## HOW TO COMPLETE THIS TASK
Go through the data from its first line and retype each line, stopping once the line containing "use crate::application::deploy::DeployOrchestrator;" has been retyped.

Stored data
========================

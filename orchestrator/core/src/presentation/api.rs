// Copyright (c) 2026 100monkeys.ai
// SPDX-License-Identifier: AGPL-3.0

//! HTTP ingress
//!
//! Two audiences share this router. The controller posts commands (raw
//! envelopes or deploy requests); those start long staging sequences, so they
//! are spawned and acknowledged at once. Scripts running inside task
//! containers post completion signals through `host.docker.internal`; those
//! are handled inline so the script learns whether its upload worked.

use axum::{
    extract::{Path, State},
    http::StatusCode,
    routing::{get, post},
    Json, Router,
};
use serde::{Deserialize, Serialize};
use serde_json::Value;
use std::sync::Arc;
use tracing::{debug, warn};

use crate::application::deploy::DeployOrchestrator;
use crate::application::dispatcher::Dispatcher;
use crate::application::evaluation::EvaluationOrchestrator;
use crate::application::extraction::ExtractionOrchestrator;
use crate::application::training::TrainingOrchestrator;
use crate::domain::events::Envelope;
use crate::domain::messages::{
    DeployRequest, EvalBatchInfo, EvalResult, ExtractResult, TrainingCheckpoint, TrainingEpochInfo,
    TrainingResult,
};
use crate::domain::task::{validate_task_id, TaskError, TaskKind};

pub struct AppState {
    pub dispatcher: Arc<Dispatcher>,
    pub training: Arc<TrainingOrchestrator>,
    pub evaluation: Arc<EvaluationOrchestrator>,
    pub extraction: Arc<ExtractionOrchestrator>,
    pub deploy: Arc<DeployOrchestrator>,
}

pub fn app(state: AppState) -> Router {
    Router::new()
        .route("/health", get(health))
        .route("/api/v1/messages", post(receive_message))
        .route("/api/v1/train/epoch", post(train_epoch))
        .route("/api/v1/train/checkpoint", post(train_checkpoint))
        .route("/api/v1/train/finish", post(train_finish))
        .route("/api/v1/eval/batch", post(eval_batch))
        .route("/api/v1/eval/finish", post(eval_finish))
        .route("/api/v1/extract/result", post(extract_result))
        .route("/api/v1/deploy", post(deploy_service))
        .route("/api/v1/deploy/destroy", post(destroy_service))
        .route("/api/v1/tasks/{kind}", get(list_tasks))
        .with_state(Arc::new(state))
}

/// `{code, message}`; `code` is 0 on success.
#[derive(Debug, Clone, PartialEq, Serialize, Deserialize)]
pub struct ApiResponse {
    pub code: i32,
    pub message: String,
    #[serde(default, skip_serializing_if = "Option::is_none")]
    pub data: Option<Value>,
}

impl ApiResponse {
    pub fn ok(message: impl Into<String>) -> Self {
        Self {
            code: 0,
            message: message.into(),
            data: None,
        }
    }

    pub fn error(message: impl Into<String>) -> Self {
        Self {
            code: 1,
            message: message.into(),
            data: None,
        }
    }
}

type Reply = (StatusCode, Json<ApiResponse>);

fn accepted() -> Reply {
    (StatusCode::ACCEPTED, Json(ApiResponse::ok("accepted")))
}

fn outcome(result: Result<(), TaskError>) -> Reply {
    match result {
        Ok(()) => (StatusCode::OK, Json(ApiResponse::ok("ok"))),
        Err(e) => {
            warn!(error = %e, "Completion signal failed");
            let status = match &e {
                TaskError::NotFound(_) => StatusCode::NOT_FOUND,
                TaskError::ValidationFailure(_) => StatusCode::UNPROCESSABLE_ENTITY,
                e if e.is_conflict() => StatusCode::CONFLICT,
                _ => StatusCode::INTERNAL_SERVER_ERROR,
            };
            (status, Json(ApiResponse::error(e.to_string())))
        }
    }
}

async fn health() -> Json<ApiResponse> {
    Json(ApiResponse::ok("healthy"))
}

async fn receive_message(State(state): State<Arc<AppState>>, Json(envelope): Json<Envelope>) -> Reply {
    if envelope.kind().is_none() {
        warn!(message_type = envelope.message_type, "Rejecting message of unknown type");
        return (
            StatusCode::BAD_REQUEST,
            Json(ApiResponse::error(format!("unknown message type {}", envelope.message_type))),
        );
    }
    debug!(message_type = envelope.message_type, "Accepted inbound message");
    tokio::spawn(async move {
        // Dispatch errors are already logged by the dispatcher.
        let _ = state.dispatcher.dispatch(&envelope).await;
    });
    accepted()
}

async fn train_epoch(State(state): State<Arc<AppState>>, Json(info): Json<TrainingEpochInfo>) -> Reply {
    state.training.on_epoch(info).await;
    outcome(Ok(()))
}

async fn train_checkpoint(
    State(state): State<Arc<AppState>>,
    Json(checkpoint): Json<TrainingCheckpoint>,
) -> Reply {
    outcome(state.training.on_checkpoint(checkpoint).await)
}

async fn train_finish(State(state): State<Arc<AppState>>, Json(result): Json<TrainingResult>) -> Reply {
    outcome(state.training.on_finish(result).await)
}

async fn eval_batch(State(state): State<Arc<AppState>>, Json(batch): Json<EvalBatchInfo>) -> Reply {
    outcome(state.evaluation.on_batch(batch).await)
}

async fn eval_finish(State(state): State<Arc<AppState>>, Json(result): Json<EvalResult>) -> Reply {
    outcome(state.evaluation.on_finish(result).await)
}

async fn extract_result(State(state): State<Arc<AppState>>, Json(result): Json<ExtractResult>) -> Reply {
    outcome(state.extraction.on_result(result).await)
}

async fn deploy_service(State(state): State<Arc<AppState>>, Json(request): Json<DeployRequest>) -> Reply {
    if let Err(e) = validate_task_id(&request.service_id) {
        return (StatusCode::BAD_REQUEST, Json(ApiResponse::error(e.to_string())));
    }
    tokio::spawn(async move {
        state.deploy.deploy(request).await;
    });
    accepted()
}

#[derive(Debug, Deserialize)]
#[serde(rename_all = "camelCase")]
struct DestroyRequest {
    service_id: String,
}

async fn destroy_service(State(state): State<Arc<AppState>>, Json(request): Json<DestroyRequest>) -> Reply {
    if let Err(e) = validate_task_id(&request.service_id) {
        return (StatusCode::BAD_REQUEST, Json(ApiResponse::error(e.to_string())));
    }
    tokio::spawn(async move {
        state.deploy.destroy(&request.service_id).await;
    });
    accepted()
}

async fn list_tasks(State(state): State<Arc<AppState>>, Path(kind): Path<String>) -> Reply {
    let records = match TaskKind::parse(&kind) {
        Some(TaskKind::Training) => serde_json::to_value(state.training.lifecycle().list()),
        Some(TaskKind::Evaluation) => serde_json::to_value(state.evaluation.lifecycle().list()),
        Some(TaskKind::Extraction) => serde_json::to_value(state.extraction.lifecycle().list()),
        Some(TaskKind::Deploy) => serde_json::to_value(state.deploy.lifecycle().list()),
        None => {
            return (
                StatusCode::BAD_REQUEST,
                Json(ApiResponse::error(format!("unknown task kind {}", kind))),
            )
        }
    };
    match records {
        Ok(data) => (
            StatusCode::OK,
            Json(ApiResponse {
                data: Some(data),
                ..ApiResponse::ok("ok")
            }),
        ),
        Err(e) => (StatusCode::INTERNAL_SERVER_ERROR, Json(ApiResponse::error(e.to_string()))),
    }
}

========================

## RESPONSE TO THE TASK
filename orchestrator/core/src/presentation/api.rs
// Copyright (c) 2026 100monkeys.ai
// SPDX-License-Identifier: AGPL-3.0

//! HTTP ingress
//!
//! Two audiences share this router. The controller posts commands (raw
//! envelopes or deploy requests); those start long staging sequences, so they
//! are spawned and acknowledged at once. Scripts running inside task
//! containers post completion signals through `host.docker.internal`; those
//! are handled inline so the script learns whether its upload worked.

use axum::{
    extract::{Path, State},
    http::StatusCode,
    routing::{get, post},
    Json, Router,
};
use serde::{Deserialize, Serialize};
use serde_json::Value;
use std::sync::Arc;
use tracing::{debug, warn};

use crate::application::deploy::DeployOrchestrator;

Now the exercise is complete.